Doctors have been surgically removing bunions for centuries. Bunions are common and the National Center for Biotechnology Information (NCBI) estimates between 23%-35% of people have them.

A bunion can be painful. Usually, symptoms occur on the side of the foot, the sole, or the big toe. In 1981, Dr. Basil Helal counted over 150 different procedures to treat bunions.

In the past, people had two options: surgery or non-invasive treatments like wraps and splints. That’s until minimally invasive surgery (MIS) came along.

Bunions have always been an issue and in 1836, Dr. Gernet was the first to remove them. He shaved the the bone to get the foot to heal. It was not successful.

As time went on, bunion issues continued and doctors tried to invent new treatments. In 1881, Dr. Reverdin had the first successful procedure for treating bunions. It was a way of removing a piece from the joint to ease the bunion. The procedure is called the Hohmann osteotomy, and it was the first foot surgery with multiple successes.

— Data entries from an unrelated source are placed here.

//! Known-bad database snapshots, identified by SHA-512 of the loaded region.

use std::fs::File;
use std::io::BufReader;
use std::path::Path;

use serde::{Deserialize, Serialize};
use sha2::{Digest, Sha512};
use tracing::{debug, warn};

use crate::database::loader::Loader;
use crate::error::{Error, Result};
use crate::shared::Region;
use crate::version::Version;

/// Upper-case hex SHA-512 of `bytes`
pub fn content_hash(bytes: &[u8]) -> String {
    Sha512::digest(bytes)
        .iter()
        .map(|b| format!("{:02X}", b))
        .collect()
}

#[derive(Debug, Clone, PartialEq, Eq, Serialize, Deserialize)]
pub struct BlacklistEntry {
    pub version: Version,
    /// Hex SHA-512, compared case-insensitively
    pub sha512: String,
}

impl BlacklistEntry {
    pub fn new(version: Version, sha512: impl Into<String>) -> Self {
        Self {
            version,
            sha512: sha512.into(),
        }
    }
}

#[derive(Debug, Clone, Default, PartialEq, Eq, Serialize, Deserialize)]
pub struct Blacklist {
    entries: Vec<BlacklistEntry>,
}

impl Blacklist {
    pub fn new(entries: Vec<BlacklistEntry>) -> Self {
        Self { entries }
    }

    /// Snapshots known to be corrupt for `loader`
    pub fn builtin(loader: Loader) -> Self {
        let entries = match loader {
            Loader::F4se => vec![
                BlacklistEntry::new(
                    Version::new(1, 10, 980, 0),
                    "2AD60B95388F1B6E77A6F86F17BEB51D043CF95A341E91ECB2E911A393E45FE8156D585D2562F7B14434483D6E6652E2373B91589013507CABAE596C26A343F1",
                ),
                BlacklistEntry::new(
                    Version::new(1, 11, 159, 0),
                    "686D40387F638ED75AD43BB76CA14170576F1A30E91144F280987D13A3012B1CA6A4E04E6BE7A5B99E46C50332C49BE40C3D9448038E17D3D31C40E72A90AE26",
                ),
            ],
            Loader::Skse | Loader::Sfse | Loader::Obse => Vec::new(),
        };
        Self { entries }
    }

    /// Read a JSON array of `{"version": "...", "sha512": "..."}` entries.
    pub fn load_json(path: &Path) -> Result<Self> {
        let file = File::open(path).map_err(|source| Error::FileNotOpenable {
            path: path.to_path_buf(),
            source,
        })?;
        let entries: Vec<BlacklistEntry> = serde_json::from_reader(BufReader::new(file))?;
        debug!("Loaded {} blacklist entries from {}", entries.len(), path.display());
        Ok(Self { entries })
    }

    pub fn extend(&mut self, entries: impl IntoIterator<Item = BlacklistEntry>) {
        self.entries.extend(entries);
    }

    pub fn entries(&self) -> &[BlacklistEntry] {
        &self.entries
    }

    pub fn is_empty(&self) -> bool {
        self.entries.is_empty()
    }

    /// Fail with [`Error::BlacklistedDatabase`] if `region` matches an entry for `version`.
    ///
    /// The region is only hashed when some entry targets `version`.
    pub fn check(&self, region: &Region, version: Version, path: &Path) -> Result<()> {
        let mut candidates = self
            .entries
            .iter()
            .filter(|entry| entry.version == version)
            .peekable();
        if candidates.peek().is_none() {
            return Ok(());
        }

        let hash = content_hash(region.as_bytes());
        debug!("Address Library hash for {}: {}", version, hash);
        if candidates.any(|entry| entry.sha512.eq_ignore_ascii_case(&hash)) {
            warn!(
                "Blacklisted Address Library loaded from {} for game version {}",
                path.display(),
                version
            );
            return Err(Error::BlacklistedDatabase {
                path: path.to_path_buf(),
                version,
            });
        }

        Ok(())
    }
}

Still, it wasn’t fool proof. Doctors believed there had to be a better way of treating bunions. In the 1940s, with the development of new technology, minimally invasive foot surgery became a reality.

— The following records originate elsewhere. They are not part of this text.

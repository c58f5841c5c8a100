//! Info command implementation.

use std::path::Path;

use addrlib_core::{AddressDatabase, content_hash};
use anyhow::Result;

use super::Context;
use super::source;

/// Summary lines for a loaded database
pub fn describe(db: &AddressDatabase) -> Vec<String> {
    let region = db.store().region();
    let mut lines = vec![
        format!("File:         {}", db.path().display()),
        format!("Format:       {}", db.format()),
        format!("Game version: {}", db.version()),
    ];
    if !db.name().is_empty() {
        lines.push(format!("Name:         {}", db.name()));
    }
    lines.push(format!("Pointer size: {}", db.pointer_size()));
    lines.push(format!("Entries:      {}", db.len()));

    let records = db.records();
    if let (Some(first), Some(last)) = (records.first(), records.last()) {
        lines.push(format!("Id range:     {}..={}", first.id, last.id));
        lines.push(format!("Mapped ids:   {}", records.len()));
    }

    lines.push(format!(
        "Region:       {} ({} bytes, {})",
        region.name(),
        region.len(),
        if region.is_mapped() { "mapped" } else { "decoded" }
    ));
    lines.push(format!("SHA-512:      {}", content_hash(region.as_bytes())));
    lines
}

/// Run the info command
pub fn run(ctx: &Context<'_>, file: Option<&Path>) -> Result<()> {
    let db = source::open(ctx, file)?;
    for line in describe(&db) {
        println!("{}", line);
    }
    Ok(())
}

Throughout the 1960s, technology and equipment for MIS was invented and improved. Technology then made a breakthrough, with a machine that allowed surgeons to view a continuous image of what they were doing inside the foot, without exposing the surgery site. In the 1990’s, innovation began to flourish. With the latest technology at hand, different minimally invasive foot procedures began to spring up all over the country.

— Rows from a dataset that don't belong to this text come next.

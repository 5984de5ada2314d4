// reframe-core/tests/geometry_tests.rs
//
// Exhaustive checks of the fit geometry over a grid of source sizes.

use reframe_core::{FitTransform, MediaProfile, Rotation, resolve_fit, resolve_profile};

const SIDES: &[u32] = &[
    2, 16, 90, 144, 240, 320, 360, 480, 576, 607, 640, 720, 853, 1000, 1080, 1081, 1280, 1350,
    1440, 1920, 2160, 2560, 3840, 4096, 7680,
];

fn grid() -> impl Iterator<Item = (u32, u32)> {
    SIDES.iter().flat_map(|&w| SIDES.iter().map(move |&h| (w, h)))
}

#[test]
fn test_padding_fills_canvas_exactly() {
    for (w, h) in grid() {
        let fit = resolve_fit(w, h);
        assert_eq!(fit.scaled_width + fit.pad_left + fit.pad_right, 1080, "{w}x{h}: {fit:?}");
        assert_eq!(fit.scaled_height + fit.pad_top + fit.pad_bottom, 1920, "{w}x{h}: {fit:?}");
    }
}

#[test]
fn test_scaled_dimensions_even_and_positive() {
    for (w, h) in grid() {
        let fit = resolve_fit(w, h);
        assert!(fit.scaled_width >= 2 && fit.scaled_width % 2 == 0, "{w}x{h}: {fit:?}");
        assert!(fit.scaled_height >= 2 && fit.scaled_height % 2 == 0, "{w}x{h}: {fit:?}");
        assert!(fit.scaled_width <= FitTransform::TARGET_WIDTH);
        assert!(fit.scaled_height <= FitTransform::TARGET_HEIGHT);
    }
}

#[test]
fn test_padding_is_balanced_and_one_axis_only() {
    for (w, h) in grid() {
        let fit = resolve_fit(w, h);
        assert!(fit.pad_top.abs_diff(fit.pad_bottom) <= 1, "{w}x{h}: {fit:?}");
        assert!(fit.pad_left.abs_diff(fit.pad_right) <= 1, "{w}x{h}: {fit:?}");
        let vertical = fit.pad_top + fit.pad_bottom > 0;
        let horizontal = fit.pad_left + fit.pad_right > 0;
        assert!(!(vertical && horizontal), "{w}x{h}: {fit:?}");
    }
}

#[test]
fn test_aspect_ratio_preserved() {
    for (w, h) in grid() {
        let fit = resolve_fit(w, h);
        let width_constrained = u64::from(w) * 1920 >= u64::from(h) * 1080;
        let (w, h) = (f64::from(w), f64::from(h));
        if width_constrained {
            assert_eq!(fit.scaled_width, 1080);
            let exact = 1080.0 * h / w;
            if exact >= 2.0 {
                // half-pixel rounding plus at most one pixel for the even step
                assert!((f64::from(fit.scaled_height) - exact).abs() <= 1.5, "{w}x{h}: {fit:?}");
            }
        } else {
            assert_eq!(fit.scaled_height, 1920);
            let exact = 1920.0 * w / h;
            if exact >= 2.0 {
                assert!((f64::from(fit.scaled_width) - exact).abs() <= 1.5, "{w}x{h}: {fit:?}");
            }
        }
    }
}

#[test]
fn test_quarter_turn_equals_swapped_source() {
    for (w, h) in grid() {
        for rotation in [Rotation::Cw90, Rotation::Cw270] {
            let rotated = MediaProfile {
                coded_width: w,
                coded_height: h,
                rotation,
                ..Default::default()
            };
            assert_eq!(resolve_profile(&rotated, None), resolve_fit(h, w), "{w}x{h} {rotation:?}");
        }
        for rotation in [Rotation::None, Rotation::Cw180] {
            let upright = MediaProfile {
                coded_width: w,
                coded_height: h,
                rotation,
                ..Default::default()
            };
            assert_eq!(resolve_profile(&upright, None), resolve_fit(w, h), "{w}x{h} {rotation:?}");
        }
    }
}

#[test]
fn test_manual_rotation_ignores_probed_rotation() {
    let all = [Rotation::None, Rotation::Cw90, Rotation::Cw180, Rotation::Cw270];
    for (w, h) in grid() {
        for probed in all {
            for manual in all {
                let source = MediaProfile {
                    coded_width: w,
                    coded_height: h,
                    rotation: probed,
                    ..Default::default()
                };
                let tagged = MediaProfile {
                    rotation: manual,
                    ..source.clone()
                };
                assert_eq!(
                    resolve_profile(&source, Some(manual)),
                    resolve_profile(&tagged, None),
                    "{w}x{h} probed {probed:?} manual {manual:?}"
                );
            }
        }
    }
}

#[test]
fn test_reference_scenarios() {
    let cases = [
        ((1080, 1080), (1080, 1080, 420, 420, 0, 0)),
        ((1920, 1080), (1080, 608, 656, 656, 0, 0)),
        ((1080, 1350), (1080, 1350, 285, 285, 0, 0)),
        ((1080, 1920), (1080, 1920, 0, 0, 0, 0)),
        ((3840, 2160), (1080, 608, 656, 656, 0, 0)),
    ];
    for ((w, h), expected) in cases {
        let fit = resolve_fit(w, h);
        assert_eq!(
            (
                fit.scaled_width,
                fit.scaled_height,
                fit.pad_top,
                fit.pad_bottom,
                fit.pad_left,
                fit.pad_right
            ),
            expected,
            "{w}x{h}"
        );
    }
}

As the science developed, so did the different methods of application. In 1990, Dr. Bosch and his team developed the SubCapital Osteotomy Techniques procedure. It involved using MIS to remove parts of the bone and stabilize the toe with wire. This procedure allowed full weight on the foot, with protective gear. The doctor and his team planned a 7 and 10-year follow-up for their patients to assess the success of the operation. Fast forward to the year 2000.

Dr. Bosch and his team discovered that out of 114 feet, 81% of patients were satisfied, with 95% reporting no pain. There was also a significant reduction in radiographic measurements. They deemed the procedure a great success.

By the year 2005, other doctors began to follow suit. Dr. Magnan and his colleagues applied Bosch’s method to 188 patients with a two-year follow-up. They saw a significant correction in pre and post-op parameters. In that study, 91% of patients reported satisfaction.

Other doctors began doing more and more MIS. Dr. Giannini and his colleagues developed a procedure called the Modification SERI (Simple, Effective, Rapid, Inexpensive). They made minor modifications to Bosch’s method and reported a 92% fair to excellent satisfaction rate in 54 of their patients.

The SERI method using minimal hardware and can is extremely effective and maintaining correction. With the SERI bunion, a small wire is used to maintain correction. Dr. Haynes typically does this method with more severe bunions that are corrected using a minimally invasive technique. A simple google search will pull up similar images to those below.

For smaller bunions Dr. Haynes uses no hardware and relies on the bandaging and splinting to maintain correction. A great example of what can be accomplished with minimally invasive bunion is seen below. This example was performed by a colleague of Dr. Haynes, Dr. Nguyen of FeetNBeyond of NJ. Dr. Nguyen corrected this foot without any metal or hardware.

Today, minimally invasive foot surgery is one of the easiest and least stressful bunion-removal procedures available. Doctors have finally created a means to not only improve a patient’s quality of life but do so in the least invasive way possible.